Material for the task below:
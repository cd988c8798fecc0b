//! DNS API token discovery
//!
//! Sources are tried in the order of [`DISCOVERY_CHAIN`]; the first non-empty value wins. Nothing
//! here talks to the network, so a missing token is reported before any provider call.

use std::collections::BTreeMap;
use std::path::Path;

use serde::Serialize;

use crate::error::{CoreError, CoreResult};
use crate::utils::env_file::parse_env;

/// Primary environment variable for the token
pub const PRIMARY_TOKEN_VAR: &str = "CF_API_TOKEN";
/// Older names still honored, in lookup order
pub const LEGACY_TOKEN_VARS: [&str; 2] = ["CF_DNS_API_TOKEN", "CLOUDFLARE_DNS_API_TOKEN"];
/// Reverse-proxy environment file, relative to the base directory
pub const FALLBACK_ENV_FILE: &str = "traefik/.env";

/// One step of the discovery chain
#[derive(Debug, Clone, Copy, PartialEq, Eq)]
pub enum TokenStage {
    /// Token passed in by the caller or set in the configuration
    Explicit,
    /// Process environment variable
    Env(&'static str),
    /// Key in `{base}/traefik/.env`
    FallbackFile(&'static str),
}

pub const DISCOVERY_CHAIN: [TokenStage; 6] = [
    TokenStage::Explicit,
    TokenStage::Env(PRIMARY_TOKEN_VAR),
    TokenStage::Env(LEGACY_TOKEN_VARS[0]),
    TokenStage::Env(LEGACY_TOKEN_VARS[1]),
    TokenStage::FallbackFile("CF_API_TOKEN"),
    TokenStage::FallbackFile("CF_DNS_API_TOKEN"),
];

/// A token and where it was found
#[derive(Clone, Serialize)]
pub struct DiscoveredToken {
    #[serde(skip)]
    pub token: String,
    pub source: String,
}

impl std::fmt::Debug for DiscoveredToken {
    fn fmt(&self, f: &mut std::fmt::Formatter<'_>) -> std::fmt::Result {
        f.debug_struct("DiscoveredToken")
            .field("token", &"***")
            .field("source", &self.source)
            .finish()
    }
}

/// Walk [`DISCOVERY_CHAIN`] with `env` as the environment lookup.
///
/// The fallback file is read at most once, and only if every earlier stage came up empty.
pub async fn discover_token<F>(
    explicit: Option<&str>,
    base_dir: &Path,
    env: F,
) -> CoreResult<DiscoveredToken>
where
    F: Fn(&str) -> Option<String>,
{
    let fallback_path = base_dir.join(FALLBACK_ENV_FILE);
    let mut fallback: Option<BTreeMap<String, String>> = None;

    for stage in DISCOVERY_CHAIN {
        let (value, source) = match stage {
            TokenStage::Explicit => (explicit.map(str::to_string), "explicit".to_string()),
            TokenStage::Env(var) => (env(var), format!("env:{var}")),
            TokenStage::FallbackFile(key) => {
                if fallback.is_none() {
                    fallback = Some(read_fallback(&fallback_path).await);
                }
                (
                    fallback.as_ref().and_then(|vars| vars.get(key).cloned()),
                    format!("file:{}:{key}", fallback_path.display()),
                )
            }
        };

        if let Some(token) = value.map(|v| v.trim().to_string()).filter(|v| !v.is_empty()) {
            log::debug!("DNS API token found via {source}");
            return Ok(DiscoveredToken { token, source });
        }
    }

    Err(CoreError::ConfigurationError(format!(
        "no DNS API token found: set STACKWIZ_DNS_API_TOKEN, {PRIMARY_TOKEN_VAR}, {} or add \
         CF_DNS_API_TOKEN to {}",
        LEGACY_TOKEN_VARS.join(", "),
        fallback_path.display()
    )))
}

/// Process-environment variant of [`discover_token`]
pub async fn discover_token_from_env(
    explicit: Option<&str>,
    base_dir: &Path,
) -> CoreResult<DiscoveredToken> {
    discover_token(explicit, base_dir, |key| std::env::var(key).ok()).await
}

async fn read_fallback(path: &Path) -> BTreeMap<String, String> {
    match tokio::fs::read_to_string(path).await {
        Ok(content) => parse_env(&content),
        Err(e) => {
            log::debug!("Token fallback file {} unavailable: {e}", path.display());
            BTreeMap::new()
        }
    }
}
End of Material for the task.
## What the task requires
Find the string "self" in the records, then copy each line where it occurs.

## Response to this exercise
    fn fmt(&self, f: &mut std::fmt::Formatter<'_>) -> std::fmt::Result {
            .field("source", &self.source)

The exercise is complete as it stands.